* What to work on: Taking the line with "use super::error::Result;" as the first and the line with "fn shift<'a, 'b, A, B>(&self, r: A, dr: B, time: Option<f64>)" as the last, set down exactly every line in that range from the entries below, and no more.
Data provided Block Start
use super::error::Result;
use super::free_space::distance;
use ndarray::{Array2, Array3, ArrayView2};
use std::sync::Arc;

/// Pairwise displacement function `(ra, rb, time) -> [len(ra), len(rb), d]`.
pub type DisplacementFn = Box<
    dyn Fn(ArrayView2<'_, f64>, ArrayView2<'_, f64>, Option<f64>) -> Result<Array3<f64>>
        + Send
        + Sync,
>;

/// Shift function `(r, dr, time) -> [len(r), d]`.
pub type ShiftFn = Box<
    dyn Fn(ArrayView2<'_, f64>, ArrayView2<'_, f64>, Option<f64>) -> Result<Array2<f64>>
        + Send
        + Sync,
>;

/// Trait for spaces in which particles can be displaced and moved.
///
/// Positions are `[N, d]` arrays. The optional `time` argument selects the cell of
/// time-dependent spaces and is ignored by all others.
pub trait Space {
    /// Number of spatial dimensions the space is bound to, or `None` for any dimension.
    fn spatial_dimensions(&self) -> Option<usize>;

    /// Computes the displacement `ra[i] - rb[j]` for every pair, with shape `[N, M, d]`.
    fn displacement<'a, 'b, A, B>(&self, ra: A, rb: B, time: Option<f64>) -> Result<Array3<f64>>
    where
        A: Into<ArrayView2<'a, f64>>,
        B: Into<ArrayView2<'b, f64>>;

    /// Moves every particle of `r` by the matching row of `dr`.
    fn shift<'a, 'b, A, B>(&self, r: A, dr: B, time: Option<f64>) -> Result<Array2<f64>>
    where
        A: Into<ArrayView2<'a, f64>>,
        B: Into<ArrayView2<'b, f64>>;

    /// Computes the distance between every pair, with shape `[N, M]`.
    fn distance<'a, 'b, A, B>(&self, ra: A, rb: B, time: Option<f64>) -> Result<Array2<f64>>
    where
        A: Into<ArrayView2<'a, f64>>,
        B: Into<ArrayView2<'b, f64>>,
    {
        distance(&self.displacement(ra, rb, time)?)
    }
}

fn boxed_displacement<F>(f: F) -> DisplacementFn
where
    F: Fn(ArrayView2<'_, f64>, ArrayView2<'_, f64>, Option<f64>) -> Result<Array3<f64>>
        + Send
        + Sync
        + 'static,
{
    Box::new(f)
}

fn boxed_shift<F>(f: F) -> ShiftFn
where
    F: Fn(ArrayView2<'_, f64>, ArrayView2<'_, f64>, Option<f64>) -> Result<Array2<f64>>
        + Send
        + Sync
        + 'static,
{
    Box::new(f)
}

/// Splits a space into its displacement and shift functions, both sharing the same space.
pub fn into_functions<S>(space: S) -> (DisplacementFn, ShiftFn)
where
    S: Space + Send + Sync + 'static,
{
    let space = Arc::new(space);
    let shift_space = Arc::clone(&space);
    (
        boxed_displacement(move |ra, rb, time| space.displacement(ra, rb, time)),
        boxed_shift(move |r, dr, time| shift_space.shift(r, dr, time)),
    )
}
Data provided Block End
Data provided Block Start
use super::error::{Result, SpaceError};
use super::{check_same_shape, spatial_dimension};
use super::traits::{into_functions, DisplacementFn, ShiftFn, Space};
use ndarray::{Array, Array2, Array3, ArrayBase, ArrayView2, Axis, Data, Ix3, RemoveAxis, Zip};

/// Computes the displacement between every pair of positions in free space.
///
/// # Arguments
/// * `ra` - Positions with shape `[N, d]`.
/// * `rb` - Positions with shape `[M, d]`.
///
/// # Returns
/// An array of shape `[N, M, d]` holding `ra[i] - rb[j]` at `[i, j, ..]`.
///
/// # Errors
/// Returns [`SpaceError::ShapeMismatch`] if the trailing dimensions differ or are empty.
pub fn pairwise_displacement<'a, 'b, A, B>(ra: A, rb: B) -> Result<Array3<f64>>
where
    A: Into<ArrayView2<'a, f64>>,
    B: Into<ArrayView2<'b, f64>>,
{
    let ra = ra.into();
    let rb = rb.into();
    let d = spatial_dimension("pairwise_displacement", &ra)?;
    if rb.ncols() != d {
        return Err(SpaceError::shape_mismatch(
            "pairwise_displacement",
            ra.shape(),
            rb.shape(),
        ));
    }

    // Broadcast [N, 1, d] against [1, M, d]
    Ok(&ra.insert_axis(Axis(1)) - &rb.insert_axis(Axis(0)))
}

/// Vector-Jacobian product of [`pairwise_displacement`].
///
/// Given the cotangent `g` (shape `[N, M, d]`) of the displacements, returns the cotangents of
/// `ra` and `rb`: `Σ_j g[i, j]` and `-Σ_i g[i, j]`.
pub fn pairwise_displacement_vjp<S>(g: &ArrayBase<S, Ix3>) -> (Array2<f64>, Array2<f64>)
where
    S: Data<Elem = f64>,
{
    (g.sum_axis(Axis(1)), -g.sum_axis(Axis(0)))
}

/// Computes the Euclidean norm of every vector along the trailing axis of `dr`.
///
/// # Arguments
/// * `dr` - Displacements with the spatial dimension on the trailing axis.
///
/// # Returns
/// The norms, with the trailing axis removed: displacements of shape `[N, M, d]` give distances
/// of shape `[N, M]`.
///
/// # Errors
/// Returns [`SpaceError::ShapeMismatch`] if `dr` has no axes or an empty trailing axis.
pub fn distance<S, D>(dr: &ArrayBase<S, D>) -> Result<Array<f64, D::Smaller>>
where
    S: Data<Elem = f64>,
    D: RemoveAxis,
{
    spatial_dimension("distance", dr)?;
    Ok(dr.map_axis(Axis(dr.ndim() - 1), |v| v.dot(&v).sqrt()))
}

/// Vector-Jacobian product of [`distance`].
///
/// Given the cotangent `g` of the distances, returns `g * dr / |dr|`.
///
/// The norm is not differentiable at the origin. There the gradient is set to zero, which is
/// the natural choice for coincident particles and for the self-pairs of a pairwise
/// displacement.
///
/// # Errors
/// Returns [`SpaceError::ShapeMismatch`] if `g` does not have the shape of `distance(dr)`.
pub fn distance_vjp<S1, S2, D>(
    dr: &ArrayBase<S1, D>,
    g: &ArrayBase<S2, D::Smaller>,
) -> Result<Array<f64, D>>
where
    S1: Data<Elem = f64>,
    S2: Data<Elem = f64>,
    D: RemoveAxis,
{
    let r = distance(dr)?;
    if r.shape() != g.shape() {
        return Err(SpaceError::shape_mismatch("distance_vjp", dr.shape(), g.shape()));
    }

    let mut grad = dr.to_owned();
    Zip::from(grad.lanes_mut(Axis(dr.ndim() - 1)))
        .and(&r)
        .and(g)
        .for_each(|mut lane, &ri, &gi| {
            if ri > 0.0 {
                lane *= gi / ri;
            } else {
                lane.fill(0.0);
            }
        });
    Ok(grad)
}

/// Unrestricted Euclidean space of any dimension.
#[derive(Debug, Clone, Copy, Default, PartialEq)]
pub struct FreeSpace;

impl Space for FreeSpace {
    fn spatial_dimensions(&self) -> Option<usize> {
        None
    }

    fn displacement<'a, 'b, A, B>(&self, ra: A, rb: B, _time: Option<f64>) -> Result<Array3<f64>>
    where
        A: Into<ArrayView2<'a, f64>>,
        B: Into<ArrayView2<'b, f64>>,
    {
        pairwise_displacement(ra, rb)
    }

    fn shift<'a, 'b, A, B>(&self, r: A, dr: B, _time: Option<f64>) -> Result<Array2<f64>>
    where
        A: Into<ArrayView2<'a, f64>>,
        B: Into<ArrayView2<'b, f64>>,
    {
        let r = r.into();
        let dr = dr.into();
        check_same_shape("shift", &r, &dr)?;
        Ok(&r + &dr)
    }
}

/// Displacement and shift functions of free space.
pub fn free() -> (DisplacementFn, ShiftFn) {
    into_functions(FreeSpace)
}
Data provided Block End
* Written solution:
use super::error::Result;
use super::free_space::distance;
use ndarray::{Array2, Array3, ArrayView2};
use std::sync::Arc;

/// Pairwise displacement function `(ra, rb, time) -> [len(ra), len(rb), d]`.
pub type DisplacementFn = Box<
    dyn Fn(ArrayView2<'_, f64>, ArrayView2<'_, f64>, Option<f64>) -> Result<Array3<f64>>
        + Send
        + Sync,
>;

/// Shift function `(r, dr, time) -> [len(r), d]`.
pub type ShiftFn = Box<
    dyn Fn(ArrayView2<'_, f64>, ArrayView2<'_, f64>, Option<f64>) -> Result<Array2<f64>>
        + Send
        + Sync,
>;

/// Trait for spaces in which particles can be displaced and moved.
///
/// Positions are `[N, d]` arrays. The optional `time` argument selects the cell of
/// time-dependent spaces and is ignored by all others.
pub trait Space {
    /// Number of spatial dimensions the space is bound to, or `None` for any dimension.
    fn spatial_dimensions(&self) -> Option<usize>;

    /// Computes the displacement `ra[i] - rb[j]` for every pair, with shape `[N, M, d]`.
    fn displacement<'a, 'b, A, B>(&self, ra: A, rb: B, time: Option<f64>) -> Result<Array3<f64>>
    where
        A: Into<ArrayView2<'a, f64>>,
        B: Into<ArrayView2<'b, f64>>;

    /// Moves every particle of `r` by the matching row of `dr`.
    fn shift<'a, 'b, A, B>(&self, r: A, dr: B, time: Option<f64>) -> Result<Array2<f64>>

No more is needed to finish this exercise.